Glucose Intolerance Not Linked to Alzheimer's Pathology

Measures of glucose intolerance, insulin resistance not tied to AD pathology, in vivo β-amyloid burden
Glucose Intolerance Not Linked to Alzheimer's Pathology

TUESDAY, July 30 (HealthDay News) -- There seems to be no significant correlation between glucose intolerance and insulin resistance with brain β-amyloid burden or Alzheimer's disease (AD) pathology, according to a study published online July 29 in JAMA Neurology.
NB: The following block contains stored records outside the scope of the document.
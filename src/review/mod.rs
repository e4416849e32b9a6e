//! Review pipeline: scorecard validation, weighted consensus, blockers.

pub mod blocker;
pub mod consensus;
pub mod schema;

pub use blocker::BlockerChecker;
pub use consensus::ConsensusEngine;
pub use schema::SchemaValidator;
Madhav Thambisetty, M.D., Ph.D., from the National Institute on Aging in Baltimore, and colleagues conducted a prospective study among a cohort of community-dwelling subjects to examine the correlation between serial measures of glucose intolerance and insulin resistance and in vivo brain β-amyloid burden, assessed with carbon 11 labeled Pittsburgh Compound B (11C-PiB) and AD pathology at autopsy. Participants included 197 subjects from the Baltimore Longitudinal Study of Aging who had two or more oral glucose tolerance tests (OGTTs) during life and a complete brain autopsy after death, and 53 living subjects with two or more OGTTs who underwent 11C-PiB positron emission tomography.
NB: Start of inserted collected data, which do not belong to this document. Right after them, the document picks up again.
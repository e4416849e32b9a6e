//! End-to-end scenarios exercising the full engine stack against a real
//! (in-memory) store.

use std::sync::Arc;

use crucible::domain::{
    CostDelta, FlowStatus, Intent, Phase, Scores, ScoreCard, TransitionTrigger, WorkerSpec,
    WorkerState,
};
use crucible::errors::EngineError;
use crucible::review::{BlockerChecker, ConsensusEngine};
use crucible::store::{Store, StoreHandle};
use crucible::team::{IntentResolver, Supervisor, SupervisorConfig, TimeoutKind, WorkerManager};
use crucible::workflow::{BudgetGovernor, Engine, GateRegistry};

struct Harness {
    engine: Engine,
    governor: BudgetGovernor,
    store: StoreHandle,
}

fn harness() -> Harness {
    let store = StoreHandle::new(Store::open_in_memory().unwrap());
    let governor = BudgetGovernor::new(store.clone());
    let gates = Arc::new(GateRegistry::with_default(governor.clone()));
    Harness {
        engine: Engine::new(store.clone(), gates),
        governor,
        store,
    }
}

fn trigger(action: &str) -> TransitionTrigger {
    TransitionTrigger {
        action: action.into(),
        actor: "test".into(),
    }
}

// =========================================
// Scenario 1: happy path A through G
// =========================================

#[tokio::test]
async fn happy_path_runs_all_seven_phases() {
    let h = harness();
    h.engine.start_flow("t1", 100.0).await.unwrap();

    let expected = [Phase::B, Phase::C, Phase::D, Phase::E, Phase::F, Phase::G];
    for phase in expected {
        h.engine.advance("t1", &trigger("advance")).await.unwrap();
        let state = h.engine.get_state("t1").await.unwrap();
        assert_eq!(state.current_phase, phase);
    }

    let state = h.engine.get_state("t1").await.unwrap();
    assert_eq!(state.status, FlowStatus::Completed);
    assert_eq!(state.round, 0);
    assert_eq!(state.last_event_seq, 7);

    // Exactly seven events, densely numbered from 1 with no gaps.
    let events = h.store.call(|s| s.list_events_since("t1", 0)).await.unwrap();
    assert_eq!(events.len(), 7);
    for (i, event) in events.iter().enumerate() {
        assert_eq!(event.seq_no, i as i64 + 1);
    }
    assert_eq!(events[0].event_type, "flow_started");

    // Exactly six snapshots, one per transition target.
    for phase in expected {
        let snap = h
            .store
            .call(move |s| s.latest_snapshot("t1", phase))
            .await
            .unwrap();
        assert!(snap.is_some(), "missing snapshot for {phase}");
    }
    assert!(h
        .store
        .call(|s| s.latest_snapshot("t1", Phase::A))
        .await
        .unwrap()
        .is_none());
}

// =========================================
// Scenario 2: rollback at D
// =========================================

#[tokio::test]
async fn rollback_at_d_returns_to_c_and_counts_a_round() {
    let h = harness();
    h.engine.start_flow("t1", 100.0).await.unwrap();
    for _ in 0..3 {
        h.engine.advance("t1", &trigger("advance")).await.unwrap();
    }

    h.engine.advance("t1", &trigger("rollback")).await.unwrap();

    let state = h.engine.get_state("t1").await.unwrap();
    assert_eq!(state.current_phase, Phase::C);
    assert_eq!(state.round, 1);

    let events = h.store.call(|s| s.list_events_since("t1", 0)).await.unwrap();
    assert_eq!(events.len(), 5);

    // The flow is still running; the next advance from C is allowed.
    h.engine.advance("t1", &trigger("advance")).await.unwrap();
    assert_eq!(h.engine.get_state("t1").await.unwrap().current_phase, Phase::D);
}

// =========================================
// Scenario 3: rework at F
// =========================================

#[tokio::test]
async fn rework_at_f_returns_to_e() {
    let h = harness();
    h.engine.start_flow("t1", 100.0).await.unwrap();
    for _ in 0..5 {
        h.engine.advance("t1", &trigger("advance")).await.unwrap();
    }
    assert_eq!(h.engine.get_state("t1").await.unwrap().current_phase, Phase::F);

    h.engine.advance("t1", &trigger("rework")).await.unwrap();

    let state = h.engine.get_state("t1").await.unwrap();
    assert_eq!(state.current_phase, Phase::E);
    assert_eq!(state.round, 1);
}

// =========================================
// Scenario 4: illegal rework from D
// =========================================

#[tokio::test]
async fn rework_from_d_is_rejected_without_side_effects() {
    let h = harness();
    h.engine.start_flow("t1", 100.0).await.unwrap();
    for _ in 0..3 {
        h.engine.advance("t1", &trigger("advance")).await.unwrap();
    }

    let before = h.engine.get_state("t1").await.unwrap();
    let err = h.engine.advance("t1", &trigger("rework")).await.unwrap_err();
    assert!(matches!(err, EngineError::InvalidTransition(_)));

    let after = h.engine.get_state("t1").await.unwrap();
    assert_eq!(before, after);
}

// =========================================
// Scenario 5: budget halt blocks the gate
// =========================================

#[tokio::test]
async fn budget_halt_blocks_subsequent_advance() {
    let h = harness();
    h.engine.start_flow("t2", 10.0).await.unwrap();

    let delta = CostDelta {
        amount_usd: 10.0,
        ..Default::default()
    };
    let action = h.governor.record_usage("t2", &delta).await.unwrap();
    assert_eq!(action, crucible::domain::CostAction::Halt);

    let err = h.engine.advance("t2", &trigger("advance")).await.unwrap_err();
    match err {
        EngineError::PhaseGateFailed { blockers } => {
            assert!(blockers.iter().any(|b| b.contains("budget limit exceeded")));
        }
        other => panic!("expected PhaseGateFailed, got {other:?}"),
    }
}

// =========================================
// Scenario 6: intent conflict between two workers
// =========================================

#[tokio::test]
async fn intent_conflict_resolves_after_cancellation() {
    let h = harness();
    let manager = WorkerManager::new(h.store.clone(), 5);
    let resolver = IntentResolver::new(h.store.clone());

    let spec = |_n: &str| WorkerSpec {
        task_id: "t1".into(),
        phase: Phase::C,
        role: "builder".into(),
        file_ownership: vec!["main.rs".into()],
        soft_timeout_sec: 300,
        hard_timeout_sec: 600,
    };
    let w1 = manager.spawn(&spec("w1")).await.unwrap();
    let w2 = manager.spawn(&spec("w2")).await.unwrap();

    let intent = |id: &str, worker: &str| Intent {
        intent_id: id.into(),
        task_id: "t1".into(),
        worker_id: worker.into(),
        target_file: "main.rs".into(),
        operation: "write".into(),
        ..Default::default()
    };

    resolver
        .acquire_lock(&intent("i1", &w1.worker_id), 60)
        .await
        .unwrap();

    let err = resolver
        .acquire_lock(&intent("i2", &w2.worker_id), 60)
        .await
        .unwrap_err();
    assert_eq!(err, EngineError::IntentConflict("main.rs".into()));

    resolver.release_lock("i1").await.unwrap();
    resolver
        .acquire_lock(&intent("i2", &w2.worker_id), 60)
        .await
        .unwrap();
}

// =========================================
// Scenario 7: hard timeout replaces the worker
// =========================================

#[tokio::test]
async fn hard_timeout_replaces_worker_with_same_spec() {
    let h = harness();
    let manager = WorkerManager::new(h.store.clone(), 5);
    let supervisor = Supervisor::new(h.store.clone(), manager.clone(), SupervisorConfig::default());

    let worker = manager
        .spawn(&WorkerSpec {
            task_id: "t1".into(),
            phase: Phase::C,
            role: "builder".into(),
            file_ownership: vec!["main.rs".into()],
            soft_timeout_sec: 10,
            hard_timeout_sec: 30,
        })
        .await
        .unwrap();

    // Clock advanced 35 seconds past the last heartbeat.
    let actions = supervisor
        .check_timeouts("t1", worker.last_heartbeat + 35)
        .await
        .unwrap();
    assert_eq!(actions.len(), 1);
    assert_eq!(actions[0].kind, TimeoutKind::Hard);

    let timed_out_id = worker.worker_id.clone();
    let timed_out = h
        .store
        .call(move |s| s.get_worker(&timed_out_id))
        .await
        .unwrap();
    assert_eq!(timed_out.state, WorkerState::HardTimeout);

    let replacements = manager.list_active("t1").await.unwrap();
    assert_eq!(replacements.len(), 1);
    assert_eq!(replacements[0].role, worker.role);
    assert_eq!(replacements[0].file_ownership, worker.file_ownership);
}

// =========================================
// Scenario 8: consensus and blockers
// =========================================

#[tokio::test]
async fn consensus_passes_then_security_regression_blocks() {
    fn card(reviewer: &str, score: i64) -> ScoreCard {
        ScoreCard {
            review_id: format!("r-{reviewer}"),
            task_id: "t1".into(),
            reviewer: reviewer.into(),
            scores: Scores {
                correctness: score,
                security: score,
                maintainability: score,
                cost: score,
                delivery_risk: score,
            },
            issues: vec![],
            alternatives: vec![],
            verdict: "pass".into(),
            created_at: 0,
        }
    }

    let mut cards = vec![card("primary", 5), card("secondary", 3), card("lead", 4)];

    let result = ConsensusEngine::default().evaluate(&cards).unwrap();
    assert!((result.weighted_score - 4.2).abs() < 1e-9);
    assert_eq!(result.final_verdict, "pass");

    let (blocking, _) = BlockerChecker.check(&cards);
    assert!(!blocking);

    cards[0].scores.security = 1;
    let (blocking, reasons) = BlockerChecker.check(&cards);
    assert!(blocking);
    assert!(reasons.iter().any(|r| r.contains("security score 1")));
}

// =========================================
// Cross-cutting invariants
// =========================================

#[tokio::test]
async fn state_version_increments_by_one_per_transition() {
    let h = harness();
    h.engine.start_flow("t1", 100.0).await.unwrap();

    let mut previous = h.engine.get_state("t1").await.unwrap().state_version;
    for _ in 0..6 {
        h.engine.advance("t1", &trigger("advance")).await.unwrap();
        let version = h.engine.get_state("t1").await.unwrap().state_version;
        assert_eq!(version, previous + 1);
        previous = version;
    }
}

#[tokio::test]
async fn cost_recording_is_reflected_in_budget_used() {
    let h = harness();
    h.engine.start_flow("t1", 100.0).await.unwrap();

    let delta = CostDelta {
        amount_usd: 2.5,
        ..Default::default()
    };
    h.governor.record_usage("t1", &delta).await.unwrap();
    h.governor.record_usage("t1", &delta).await.unwrap();

    let state = h.engine.get_state("t1").await.unwrap();
    assert_eq!(state.budget_used_usd, 5.0);
}

#[tokio::test]
async fn on_disk_store_persists_flow_state() {
    let dir = tempfile::tempdir().unwrap();
    let path = dir.path().join("engine.db");

    {
        let store = StoreHandle::new(Store::open(&path).unwrap());
        let governor = BudgetGovernor::new(store.clone());
        let gates = Arc::new(GateRegistry::with_default(governor));
        let engine = Engine::new(store, gates);
        engine.start_flow("t1", 25.0).await.unwrap();
        engine.advance("t1", &trigger("advance")).await.unwrap();
    }

    // Reopen the same database file; state survives.
    let store = StoreHandle::new(Store::open(&path).unwrap());
    let state = store.call(|s| s.get_task("t1")).await.unwrap();
    assert_eq!(state.current_phase, Phase::B);
    assert_eq!(state.budget_cap_usd, 25.0);

    let events = store.call(|s| s.list_events_since("t1", 0)).await.unwrap();
    assert_eq!(events.len(), 2);
}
During a mean follow-up of 22.1 years, the researchers found no significant correlations between measures of brain AD pathology or 11C-PiB β-amyloid load with glucose tolerance or insulin resistance (mean of 6.4 OGTTs). AD pathology scores were similar for the 30 subjects with diabetes mellitus who received medications.

"In this prospective cohort with multiple assessments of glucose intolerance and insulin resistance, measures of glucose and insulin homeostasis are not associated with AD pathology and likely play little role in AD pathogenesis," the authors write.